= Jay P. Greene =

Jay P. Greene is a senior research fellow at The Heritage Foundation, an American right-wing think tank. He was previously a distinguished professor and head of the Department of Education Reform at the University of Arkansas.

Greene writes about and researches education. His research was cited four times in the U.S. Supreme Court's opinions in the Zelman v. Simmons-Harris case on school vouchers.

Greene has written several books: Education Myths (Rowman & Littlefield, 2005), Why America Needs School Choice (Encounter Broadside, 2011) and co-editor of Failure Up Close: What Happens, Why It Happens, and What We Can Learn from It (Rowman & Littlefield, 2018) and Religious Liberty and Education: A Case Study of Yeshivas vs. New York (Rowman & Littlefield, 2020).

==Education==

Greene graduated from Tufts University with a B.A in History, then Harvard University with an
A.M. then Ph.D in Political Science.

==Research==
Greene's research addresses topics connected to education and schooling. Greene's work is often not peer-reviewed, a practice which has attracted public criticism by other researchers such as Edward Muir. Greene has critiqued the merit and utility of peer-review. Henry M. Levin has written that: "There tends to be an ideological dimension to his work that even very bright people, and maybe especially bright people, are susceptible to" while Gerald W. Bracey has suggested that Greene aims to get his "slanted statement into the press first. Once the damage is done, people will have a hard time getting the truth known." Rick Ayers, in a response to Greene's criticism of his own work, wrote that Greene "would stoop to ad hominem attacks, while claiming to argue for the high road."

Greene's articles include:
- Erickson, H.H., Watson A.R., & Greene, J.P. (Forthcoming).
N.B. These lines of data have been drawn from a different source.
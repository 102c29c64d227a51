//! Normalization of the raw duration and pattern text fields.
//!
//! Both functions are total: any input maps to a value, invalid input maps to
//! the "unset" value (0 for a duration, an empty sequence for a pattern).

/// Parses a duration field into milliseconds. Returns 0 when the text is not a
/// strictly positive integer.
pub fn normalize_duration(text: &str) -> u64 {
    match parse_int_prefix(text) {
        Some(value) if value > 0 => clamp_to_u64(value),
        _ => 0,
    }
}

/// Parses a pattern field into `[wait, vibrate, wait, vibrate, ...]` millisecond
/// segments. Tokens are separated by runs of commas and spaces; tokens that
/// do not parse or are negative are dropped, the rest keep their order.
pub fn normalize_pattern(text: &str) -> Vec<u64> {
    if text.trim().is_empty() {
        return Vec::new();
    }
    text.split(is_pattern_separator)
        .filter_map(parse_int_prefix)
        .filter(|value| *value >= 0)
        .map(clamp_to_u64)
        .collect()
}

fn is_pattern_separator(ch: char) -> bool {
    ch == ',' || ch == ' '
}

/// Lenient base-10 parse: skips leading whitespace, accepts one sign, reads the
/// longest digit run and ignores whatever follows it. Digit runs past `u64`
/// saturate.
fn parse_int_prefix(token: &str) -> Option<i128> {
    let trimmed = token.trim_start();
    let (negative, digits) = match trimmed.as_bytes().first() {
        Some(b'-') => (true, &trimmed[1..]),
        Some(b'+') => (false, &trimmed[1..]),
        _ => (false, trimmed),
    };

    let mut magnitude: u64 = 0;
    let mut seen_digit = false;
    for byte in digits.bytes() {
        if !byte.is_ascii_digit() {
            break;
        }
        seen_digit = true;
        magnitude = magnitude
            .saturating_mul(10)
            .saturating_add(u64::from(byte - b'0'));
    }
    if !seen_digit {
        return None;
    }

    let value = i128::from(magnitude);
    Some(if negative { -value } else { value })
}

fn clamp_to_u64(value: i128) -> u64 {
    u64::try_from(value).unwrap_or(u64::MAX)
}
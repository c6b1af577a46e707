use crate::llm::client::{LLMClient, TextStream};
use crate::types::{AppError, Result};
use async_openai::{
    Client,
    config::OpenAIConfig,
    types::{
        ChatCompletionRequestAssistantMessage, ChatCompletionRequestMessage,
        ChatCompletionRequestSystemMessage, ChatCompletionRequestUserMessage,
        CreateChatCompletionRequestArgs,
    },
};
use async_trait::async_trait;
use futures::StreamExt;

pub struct OpenAIClient {
    client: Client<OpenAIConfig>,
    model: String,
}

impl OpenAIClient {
    pub fn new(api_key: String, api_base: String, model: String) -> Self {
        let config = OpenAIConfig::new()
            .with_api_key(api_key)
            .with_api_base(api_base);

        Self {
            client: Client::with_config(config),
            model,
        }
    }

    async fn chat(&self, messages: Vec<ChatCompletionRequestMessage>) -> Result<String> {
        let request = CreateChatCompletionRequestArgs::default()
            .model(&self.model)
            .messages(messages)
            .build()
            .map_err(|e| AppError::LLM(format!("Failed to build request: {}", e)))?;

        let response = self
            .client
            .chat()
            .create(request)
            .await
            .map_err(|e| AppError::LLM(format!("OpenAI API error: {}", e)))?;

        response
            .choices
            .first()
            .and_then(|choice| choice.message.content.clone())
            .ok_or_else(|| AppError::LLM("No response from OpenAI".to_string()))
    }

    async fn chat_stream(&self, messages: Vec<ChatCompletionRequestMessage>) -> Result<TextStream> {
        let request = CreateChatCompletionRequestArgs::default()
            .model(&self.model)
            .messages(messages)
            .build()
            .map_err(|e| AppError::LLM(format!("Failed to build request: {}", e)))?;

        let mut stream = self
            .client
            .chat()
            .create_stream(request)
            .await
            .map_err(|e| AppError::LLM(format!("OpenAI API error: {}", e)))?;

        let result_stream = async_stream::stream! {
            while let Some(result) = stream.next().await {
                match result {
                    Ok(response) => {
                        for choice in response.choices {
                            if let Some(content) = choice.delta.content {
                                yield Ok(content);
                            }
                        }
                    }
                    Err(e) => {
                        yield Err(AppError::LLM(format!("Stream error: {}", e)));
                    }
                }
            }
        };

        Ok(Box::new(Box::pin(result_stream)))
    }
}

fn system_message(content: &str) -> ChatCompletionRequestMessage {
    ChatCompletionRequestMessage::System(ChatCompletionRequestSystemMessage::from(
        content.to_string(),
    ))
}

fn user_message(content: &str) -> ChatCompletionRequestMessage {
    ChatCompletionRequestMessage::User(ChatCompletionRequestUserMessage::from(content.to_string()))
}

#[async_trait]
impl LLMClient for OpenAIClient {
    async fn generate(&self, prompt: &str) -> Result<String> {
        self.chat(vec![user_message(prompt)]).await
    }

    async fn generate_with_system(&self, system: &str, prompt: &str) -> Result<String> {
        self.chat(vec![system_message(system), user_message(prompt)])
            .await
    }

    async fn generate_with_history(&self, messages: &[(String, String)]) -> Result<String> {
        let chat_messages: Vec<ChatCompletionRequestMessage> = messages
            .iter()
            .map(|(role, content)| match role.as_str() {
                "system" => system_message(content),
                "assistant" => ChatCompletionRequestMessage::Assistant(
                    ChatCompletionRequestAssistantMessage::from(content.as_str()),
                ),
                _ => user_message(content),
            })
            .collect();

        self.chat(chat_messages).await
    }

    async fn stream(&self, prompt: &str) -> Result<TextStream> {
        self.chat_stream(vec![user_message(prompt)]).await
    }

    async fn stream_with_system(&self, system: &str, prompt: &str) -> Result<TextStream> {
        self.chat_stream(vec![system_message(system), user_message(prompt)])
            .await
    }

    fn model_name(&self) -> &str {
        &self.model
    }
}
//! Binary relevancy gate on knowledge-base answers.
//!
//! The gate fails open: anything short of a clean `"no"` verdict counts as
//! relevant, so a flaky judge never triggers extra web searches.

use crate::llm::LLMClient;
use crate::research::context::StageContext;
use crate::research::events::keys;
use crate::research::evidence::Relevancy;
use crate::research::prompts;
use crate::research::text::{parse_json_markdown, strip_reasoning};
use serde::Deserialize;
use std::sync::Arc;

#[derive(Debug, Deserialize)]
struct Verdict {
    score: Option<String>,
}

#[derive(Clone)]
pub struct RelevancyGate {
    llm: Arc<dyn LLMClient>,
}

impl RelevancyGate {
    pub fn new(llm: Arc<dyn LLMClient>) -> Self {
        Self { llm }
    }

    pub async fn check(&self, ctx: &StageContext, query: &str, answer: &str) -> Relevancy {
        let prompt = prompts::relevancy_check(query, answer);

        let raw = match ctx.complete(self.llm.as_ref(), &prompt, ctx.timeout).await {
            Ok(raw) => raw,
            Err(e) => {
                tracing::warn!(query, error = %e, "Relevancy check failed, treating answer as relevant");
                ctx.events
                    .emit(keys::RELEVANCY, format!("Relevancy check failed for '{}': {}", query, e));
                return Relevancy::Yes;
            }
        };

        let relevancy = parse_verdict(&raw);
        tracing::debug!(query, ?relevancy, "Relevancy verdict");
        ctx.events.emit(
            keys::RELEVANCY,
            format!("Relevancy score: {:?}\nQuery: {}", relevancy, query),
        );
        relevancy
    }
}

/// Only an explicit `"no"` is irrelevant
pub fn parse_verdict(raw: &str) -> Relevancy {
    let verdict: Option<Verdict> = parse_json_markdown(&strip_reasoning(raw)).ok();

    match verdict.and_then(|v| v.score) {
        Some(score) if score.trim().eq_ignore_ascii_case("no") => Relevancy::No,
        _ => Relevancy::Yes,
    }
}

#[cfg(test)]
mod tests {
    use super::*;
    use rstest::rstest;

    #[rstest]
    #[case("```json\n{\"score\": \"no\"}\n```", Relevancy::No)]
    #[case("<think>hmm</think>{\"score\": \"No\"}", Relevancy::No)]
    #[case("{\"score\": \"yes\"}", Relevancy::Yes)]
    #[case("{\"score\": \"maybe\"}", Relevancy::Yes)]
    #[case("{\"verdict\": \"no\"}", Relevancy::Yes)]
    #[case("I cannot decide", Relevancy::Yes)]
    #[case("", Relevancy::Yes)]
    fn test_parse_verdict_fails_open(#[case] raw: &str, #[case] expected: Relevancy) {
        assert_eq!(parse_verdict(raw), expected);
    }
}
An Experimental Evaluation of Culturally Enriching Field Trips. Journal of Human Resources.
- Greene, J. P., Cheng, A., & Kingsbury I. (2021). Are Educated People More Anti-Semitic? Tablet Magazine, March 29.
- Greene, J.P., Erickson, H.H., Watson, A.R., & Beck, M.I. (2018). The Play’s the Thing: Experimentally Examining the Social and Cognitive Effects of School Field Trips to Live Theater Performances. Educational Researcher, 47(4), 246-254.
- Greene, J.P., & Kingsbury, I. (2017). The Relationship Between Public and Private Schooling and AntiSemitism. Journal of School Choice, 11(1), 111-130.
- Greene, J. P, Hitt, C., Kraybill, A., & Bogulski, C. A. (2015). Learning from live theater. Education Next, 15(1), 54-61.
- Kisida, B., Greene, J. P., & Bowen, D. H. (2014). Creating cultural consumers: The dynamics of cultural capital acquisition, Sociology of Education, 87(4), 281-295.
- Greene, J. P., Kisida, B., & Bowen, D. H. (2014). The educational value of field trips. Education Next, 14(1), 78-86.
- Bowen, D. H., Greene, J. P., & Kisida, B. (2014). Learning to think critically: A visual art experiment. Educational Researcher, 43(1), 37-44.
- Margulis, E. H., Kisida, B., & Greene, J. P. (2013). A knowing ear: The effect of explicit information on children’s experience of a musical performance. Psychology of Music, Advance online publication. 1-10.
- Bowen, D. H., & Greene, J. P. (2012). Does athletic success come at the expense of academic success?. Journal of Research in Education, 22(2), 1-22.
- Winters, M. A., & Greene, J. P. (2012). The medium-run effects of Florida’s test-based promotion policy. Education Finance and Policy, 7(3), 305-330.
- Winters, M. A., Dixon, B. L., & Greene, J. P. (2012). Observed characteristics and teacher quality: Impacts of sample selection on a value added model. Economics of Education Review, 31(1), 19-32.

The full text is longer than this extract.